Facebook’s Fight Against Climate Change and Earth Day 2021 Plans

To mark their success, the company has held an event on the occasion of Earth Day. Furthermore, the company is set to launch volunteer signups for the environmental organizations on its eponymous social platform. Facebook believes Earth Day is an opportunity to bring more together and share awareness on protecting the planet as a whole global community.

Facebook Earth Day 2021 Plans

Currently, the Climate Science Information Center Page on Facebook has more than 1.3 million following people and gets over 100,000 visits per day. Eoghan Griffin, Sustainability Strategy Manager, EMEA at Facebook, said, “We have 2.8 billion monthly active users on Facebook alone as well as 3.3 billion people use all of our apps. Here we can amplify key messages regarding climate change”.

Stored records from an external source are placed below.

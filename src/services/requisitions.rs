use crate::{
    auth::ActorContext,
    entities::{
        inventory_movement::{self, ReferenceType},
        job_card::{Entity as JobCard, JobStatus},
        product::Entity as Product,
        requisition_item::{self, derive_group_status, Entity as RequisitionItem, RequisitionStatus},
    },
    errors::ServiceError,
    events::{Event, EventSender},
    services::inventory::{apply_stock_change, StockChange},
};
use chrono::Utc;
use rust_decimal::Decimal;
use sea_orm::{
    ActiveModelTrait, ColumnTrait, DatabaseConnection, EntityTrait, QueryFilter, QueryOrder,
    QuerySelect, Set, TransactionError, TransactionTrait,
};
use serde::{Deserialize, Serialize};
use std::str::FromStr;
use std::sync::Arc;
use tracing::{info, instrument, warn};
use uuid::Uuid;
use validator::Validate;

#[derive(Debug, Clone, Deserialize, Validate)]
pub struct NewRequisitionItem {
    pub product_id: Uuid,
    #[validate(range(min = 1, message = "quantity must be at least 1"))]
    pub quantity: i32,
    pub notes: Option<String>,
}

/// Per-item outcome of a batch approve/reject. The batch is not atomic:
/// items that fail leave the rest untouched, and the caller sees exactly
/// which ones failed and why.
#[derive(Debug, Clone, Serialize)]
pub struct GroupActionOutcome {
    pub succeeded: Vec<Uuid>,
    pub failed: Vec<FailedItem>,
}

#[derive(Debug, Clone, Serialize)]
pub struct FailedItem {
    pub item_id: Uuid,
    pub reason: String,
}

#[derive(Debug, Clone, Serialize)]
pub struct RequisitionGroup {
    pub requisition_group_id: Uuid,
    pub status: RequisitionStatus,
    pub items: Vec<requisition_item::Model>,
}

pub struct RequisitionService {
    db: Arc<DatabaseConnection>,
    event_sender: Arc<EventSender>,
}
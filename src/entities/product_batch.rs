use chrono::{DateTime, Utc};
use sea_orm::entity::prelude::*;
use serde::{Deserialize, Serialize};
use uuid::Uuid;

/// Physical batch/lot of a product tracked for count reconciliation.
/// Stock adjustments set `current_quantity` absolutely from the counted value.
#[derive(Clone, Debug, PartialEq, DeriveEntityModel, Serialize, Deserialize)]
#[sea_orm(table_name = "product_batches")]
pub struct Model {
    #[sea_orm(primary_key, auto_increment = false)]
    pub id: Uuid,
    pub product_id: Uuid,
    pub dealer_id: Uuid,
    pub batch_number: String,
    pub current_quantity: i32,
    pub created_at: DateTime<Utc>,
    pub updated_at: Option<DateTime<Utc>>,
}

#[derive(Copy, Clone, Debug, EnumIter, DeriveRelation)]
pub enum Relation {
    #[sea_orm(
        belongs_to = "super::product::Entity",
        from = "Column::ProductId",
        to = "super::product::Column::Id"
    )]
    Product,
}

impl Related<super::product::Entity> for Entity {
    fn to() -> RelationDef {
        Relation::Product.def()
    }
}

impl ActiveModelBehavior for ActiveModel {}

Similarly, Facebook is set to host an Earth Day Livestream in partnership with EARTHDAY.ORG. The virtual event will be streamed on Climate Science Information Center at 12:00 PM ET (6:00 PM CET) on April 22, 2021, Earth Day. World leaders, Public figures, Grassroots activists, and musicians will all talk about climate change and climate action at the virtual event.

Facebook will be addressing global challenges and climate crises through virtual events. Nonetheless, you can also make an impact and be part of this fight against climate change. Here are a few ways you can take action towards climate change as prepared by Facebook.

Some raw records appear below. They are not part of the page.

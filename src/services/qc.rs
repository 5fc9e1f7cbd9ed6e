use crate::{
    auth::ActorContext,
    entities::{
        job_card::{Entity as JobCard, JobStatus},
        qc_checklist_item::{self, Entity as QcChecklistItem},
        qc_request::{self, Entity as QcRequest, QcStatus},
    },
    errors::ServiceError,
    events::{Event, EventSender},
    services::job_cards::transition_job,
};
use chrono::Utc;
use sea_orm::{
    ActiveModelTrait, ColumnTrait, DatabaseConnection, EntityTrait, QueryFilter, QueryOrder,
    QuerySelect, Set, TransactionError, TransactionTrait,
};
use serde::{Deserialize, Serialize};
use std::str::FromStr;
use std::sync::Arc;
use tracing::{info, instrument};
use uuid::Uuid;
use validator::Validate;

#[derive(Debug, Clone, Deserialize, Validate)]
pub struct NewChecklistItem {
    #[validate(length(min = 1, max = 100))]
    pub category: String,
    #[validate(length(min = 1, max = 1000))]
    pub description: String,
    pub passed: bool,
    #[validate(url)]
    pub photo_url: Option<String>,
}

#[derive(Debug, Clone, Deserialize, Validate)]
pub struct QcVerdict {
    pub approved: bool,
    #[validate(length(max = 2000))]
    pub notes: Option<String>,
    #[validate]
    pub checklist: Vec<NewChecklistItem>,
}

#[derive(Debug, Clone, Serialize)]
pub struct QcReviewDetail {
    pub request: qc_request::Model,
    pub checklist: Vec<qc_checklist_item::Model>,
}

pub struct QcService {
    db: Arc<DatabaseConnection>,
    event_sender: Arc<EventSender>,
}

impl QcService {
    pub fn new(db: Arc<DatabaseConnection>, event_sender: Arc<EventSender>) -> Self {
        Self { db, event_sender }
    }

    /// Settles a pending QC request and drives the job forward in the same
    /// transaction: approval moves the job to `qc_approved`, rejection sends
    /// it back through `qc_rejected` for rework. The checklist is stored
    /// with the verdict.
    #[instrument(skip(self, actor, verdict))]
    pub async fn review(
        &self,
        actor: &ActorContext,
        qc_request_id: Uuid,
        verdict: QcVerdict,
    ) -> Result<QcReviewDetail, ServiceError> {
        verdict.validate()?;
        if !verdict.approved && verdict.notes.as_deref().map_or(true, str::is_empty) {
            return Err(ServiceError::ValidationError(
                "a rejection needs notes explaining the rework".to_string(),
            ));
        }

        let actor = *actor;
        let approved = verdict.approved;

        let (detail, job_old_status, job) = self
            .db
            .transaction::<_, (QcReviewDetail, String, crate::entities::job_card::Model), ServiceError>(
                move |txn| {
                    Box::pin(async move {
                        let request = QcRequest::find_by_id(qc_request_id)
                            .lock_exclusive()
                            .one(txn)
                            .await
                            .map_err(ServiceError::db_error)?
                            .ok_or_else(|| {
                                ServiceError::NotFound(format!(
                                    "qc request {} not found",
                                    qc_request_id
                                ))
                            })?;
                        actor.ensure_dealer(request.dealer_id)?;

                        let status = QcStatus::from_str(&request.status).map_err(|_| {
                            ServiceError::InternalError(format!(
                                "qc request {} has unknown status {}",
                                request.id, request.status
                            ))
                        })?;
                        if status.is_settled() {
                            return Err(ServiceError::InvalidTransition(format!(
                                "qc request already {}",
                                request.status
                            )));
                        }
                        // Reviewer independence: the technician who requested
                        // the review cannot settle it.
                        if request.requested_by == actor.actor_id {
                            return Err(ServiceError::Forbidden(
                                "the requesting technician cannot review their own work"
                                    .to_string(),
                            ));
                        }

                        let mut checklist = Vec::with_capacity(verdict.checklist.len());
                        for item in verdict.checklist {
                            let model = qc_checklist_item::ActiveModel {
                                id: Set(Uuid::new_v4()),
                                qc_request_id: Set(request.id),
                                category: Set(item.category),
                                description: Set(item.description),
                                passed: Set(item.passed),
                                photo_url: Set(item.photo_url),
                                created_at: Set(Utc::now()),
                            }
                            .insert(txn)
                            .await
                            .map_err(ServiceError::db_error)?;
                            checklist.push(model);
                        }

                        let next = if verdict.approved {
                            QcStatus::Approved
                        } else {
                            QcStatus::Rejected
                        };
                        let mut active: qc_request::ActiveModel = request.clone().into();
                        active.status = Set(next.to_string());
                        active.reviewer_id = Set(Some(actor.actor_id));
                        active.reviewed_at = Set(Some(Utc::now()));
                        if verdict.notes.is_some() {
                            active.notes = Set(verdict.notes.clone());
                        }
                        let request = active.update(txn).await.map_err(ServiceError::db_error)?;

                        let job = JobCard::find_by_id(request.job_card_id)
                            .lock_exclusive()
                            .one(txn)
                            .await
                            .map_err(ServiceError::db_error)?
                            .ok_or_else(|| {
                                ServiceError::NotFound(format!(
                                    "job card {} not found",
                                    request.job_card_id
                                ))
                            })?;
                        let job_old_status = job.status.clone();
                        let job_next = if verdict.approved {
                            JobStatus::QcApproved
                        } else {
                            JobStatus::QcRejected
                        };
                        let job = transition_job(
                            txn,
                            job,
                            job_next,
                            actor.actor_id,
                            verdict.notes,
                        )
                        .await?;

                        Ok((QcReviewDetail { request, checklist }, job_old_status, job))
                    })
                },
            )
            .await
            .map_err(|e| match e {
                TransactionError::Connection(db_err) => ServiceError::db_error(db_err),
                TransactionError::Transaction(service_err) => service_err,
            })?;

        info!(
            "qc request {} reviewed: {}",
            detail.request.id, detail.request.status
        );

        self.event_sender
            .send_or_log(Event::QcReviewed {
                qc_request_id: detail.request.id,
                job_card_id: job.id,
                approved,
            })
            .await;
        self.event_sender
            .send_or_log(Event::JobStatusChanged {
                job_card_id: job.id,
                old_status: job_old_status,
                new_status: job.status.clone(),
            })
            .await;

        Ok(detail)
    }

    #[instrument(skip(self, actor))]
    pub async fn get(
        &self,
        actor: &ActorContext,
        qc_request_id: Uuid,
    ) -> Result<QcReviewDetail, ServiceError> {
        let request = QcRequest::find_by_id(qc_request_id)
            .one(self.db.as_ref())
            .await
            .map_err(ServiceError::db_error)?
            .ok_or_else(|| {
                ServiceError::NotFound(format!("qc request {} not found", qc_request_id))
            })?;
        actor.ensure_dealer(request.dealer_id)?;

        let checklist = QcChecklistItem::find()
            .filter(qc_checklist_item::Column::QcRequestId.eq(request.id))
            .order_by_asc(qc_checklist_item::Column::CreatedAt)
            .all(self.db.as_ref())
            .await
            .map_err(ServiceError::db_error)?;

        Ok(QcReviewDetail { request, checklist })
    }

    /// Open reviews waiting on the actor's dealer, oldest first.
    #[instrument(skip(self, actor))]
    pub async fn list_pending(
        &self,
        actor: &ActorContext,
    ) -> Result<Vec<qc_request::Model>, ServiceError> {
        QcRequest::find()
            .filter(qc_request::Column::DealerId.eq(actor.dealer_id))
            .filter(qc_request::Column::Status.eq(QcStatus::Pending.to_string()))
            .order_by_asc(qc_request::Column::CreatedAt)
            .all(self.db.as_ref())
            .await
            .map_err(ServiceError::db_error)
    }
}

Facebook Climate Science Information Center 

Previously in February 2021, according to the company’s statement, they were set to add a section to its climate-change information hub. This hub will feature facts from George Mason University, the University of Cambridge, and the Yale Program on Climate Change Communication. Featuring fact’s main motive is to identify as well as debunk the misinformation.

In partnership with the Yale Program in Climate Change Communication, Facebook ran a survey on its site in over 30 countries. As per the result, more than three-quarters of people in each believed in climate change. But, fewer people understood it was because of unsustainable human activities. However, more than 6 in 10 people in all countries wanted more information about climate change. 

Most of the people demanding more information on Climate Change were from Nigeria. The good news is, almost 7 in 10 people from all countries supported the Paris Climate Accord. Most of the people from Europe also concluded that their national government should keep climate change in high or very high priority. Almost 86 Percent of People from Spain, 84 Percent from Italy and 81 Percent from France were the ones to conclude. In the UK, over 7 in 10 people felt the same way, whereas, in Saudi Arabia and Egypt, the numbers were fewer with 4 in 10 people.